*** PROVIDED MATERIAL ***

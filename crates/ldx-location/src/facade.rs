//! Per-path request API over the loaded cache.

use std::ops::{Deref, Range};
use std::sync::atomic::{AtomicU64, Ordering};
use std::sync::Arc;

use ldx_cache::{fingerprint, CacheStore, EntryId, Fingerprint, PathTable, ResolveResult};

/// A resolved entry that keeps its table alive
#[derive(Debug, Clone)]
pub struct ResolvedPath {
    table: Arc<PathTable>,
    id: EntryId,
    collision_candidates: usize,
}

impl ResolvedPath {
    pub fn id(&self) -> EntryId {
        self.id
    }

    pub fn collision_candidates(&self) -> usize {
        self.collision_candidates
    }

    pub fn as_str(&self) -> &str {
        // The id was issued by this very table
        self.table.get(self.id).unwrap_or_default()
    }
}

impl Deref for ResolvedPath {
    type Target = str;

    fn deref(&self) -> &str {
        self.as_str()
    }
}

/// Sorted entries under a prefix, borrowed from a table snapshot
#[derive(Debug, Clone, Default)]
pub struct PrefixMatches {
    table: Option<Arc<PathTable>>,
    range: Range<usize>,
}

impl PrefixMatches {
    pub fn generation(&self) -> Option<u64> {
        self.table.as_ref().map(|t| t.generation())
    }
}

impl Deref for PrefixMatches {
    type Target = [String];

    fn deref(&self) -> &[String] {
        match &self.table {
            Some(table) => &table.paths()[self.range.clone()],
            None => &[],
        }
    }
}

/// Snapshot of the resolution counters
#[derive(Debug, Clone, Copy, Default, PartialEq, Eq)]
pub struct ResolutionStats {
    pub requests: u64,
    pub hits: u64,
    pub misses: u64,
    /// Lookups whose fingerprint bucket held more than one entry
    pub collisions: u64,
    pub prefix_queries: u64,
}

#[derive(Debug, Default)]
struct Counters {
    requests: AtomicU64,
    hits: AtomicU64,
    misses: AtomicU64,
    collisions: AtomicU64,
    prefix_queries: AtomicU64,
}

/// Exact resolution and prefix listing against a [`CacheStore`].
///
/// Never loads the store itself. An unloaded store answers every query with
/// an empty result.
#[derive(Debug)]
pub struct ResolutionFacade {
    store: Arc<CacheStore>,
    counters: Counters,
}

impl ResolutionFacade {
    pub fn new(store: Arc<CacheStore>) -> Self {
        Self {
            store,
            counters: Counters::default(),
        }
    }

    pub fn store(&self) -> &Arc<CacheStore> {
        &self.store
    }

    /// Canonical form of a raw request path
    pub fn normalize(&self, raw: &str) -> String {
        self.store.normalizer().normalize(raw)
    }

    /// Fingerprint of a raw request path, 0 for the empty path
    pub fn fingerprint_of(&self, raw: &str) -> Fingerprint {
        let canonical = self.normalize(raw);
        if canonical.is_empty() {
            0
        } else {
            fingerprint(&canonical)
        }
    }

    /// Exact lookup returning a stable handle
    pub fn resolve_path(&self, raw: &str) -> ResolveResult {
        self.lookup(raw).0
    }

    /// Exact lookup returning the entry itself
    pub fn resolve(&self, raw: &str) -> Option<ResolvedPath> {
        let (result, table) = self.lookup(raw);
        match (result.entry, table) {
            (Some(id), Some(table)) => Some(ResolvedPath {
                table,
                id,
                collision_candidates: result.collision_candidates,
            }),
            _ => None,
        }
    }

    fn lookup(&self, raw: &str) -> (ResolveResult, Option<Arc<PathTable>>) {
        self.counters.requests.fetch_add(1, Ordering::Relaxed);

        let canonical = self.normalize(raw);
        let table = match self.store.snapshot() {
            Some(table) if !canonical.is_empty() => table,
            _ => {
                self.counters.misses.fetch_add(1, Ordering::Relaxed);
                return (ResolveResult::default(), None);
            }
        };

        let result = table.resolve_canonical(&canonical);
        if result.collision_candidates > 1 {
            self.counters.collisions.fetch_add(1, Ordering::Relaxed);
        }
        if result.is_hit() {
            self.counters.hits.fetch_add(1, Ordering::Relaxed);
        } else {
            self.counters.misses.fetch_add(1, Ordering::Relaxed);
        }
        (result, Some(table))
    }

    /// Path of a handle from [`ResolutionFacade::resolve_path`], while its
    /// generation is still loaded
    pub fn entry_path(&self, id: EntryId) -> Option<String> {
        self.store
            .snapshot()
            .and_then(|table| table.get(id).map(str::to_string))
    }

    /// Every cached path under a raw traversal prefix
    pub fn paths_for_prefix(&self, raw_prefix: &str) -> PrefixMatches {
        self.counters.prefix_queries.fetch_add(1, Ordering::Relaxed);
        let Some(table) = self.store.snapshot() else {
            return PrefixMatches::default();
        };
        let prefix = self.store.normalizer().normalize_prefix(raw_prefix);
        let range = table.prefix_range(&prefix);
        PrefixMatches {
            table: Some(table),
            range,
        }
    }

    pub fn entry_count(&self) -> usize {
        self.store.snapshot().map_or(0, |t| t.len())
    }

    pub fn stats(&self) -> ResolutionStats {
        ResolutionStats {
            requests: self.counters.requests.load(Ordering::Relaxed),
            hits: self.counters.hits.load(Ordering::Relaxed),
            misses: self.counters.misses.load(Ordering::Relaxed),
            collisions: self.counters.collisions.load(Ordering::Relaxed),
            prefix_queries: self.counters.prefix_queries.load(Ordering::Relaxed),
        }
    }
}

*** End of PROVIDED MATERIAL ***

Copy each line of the records containing the string "Exact".

/// Exact resolution and prefix listing against a [`CacheStore`].
    /// Exact lookup returning a stable handle
    /// Exact lookup returning the entry itself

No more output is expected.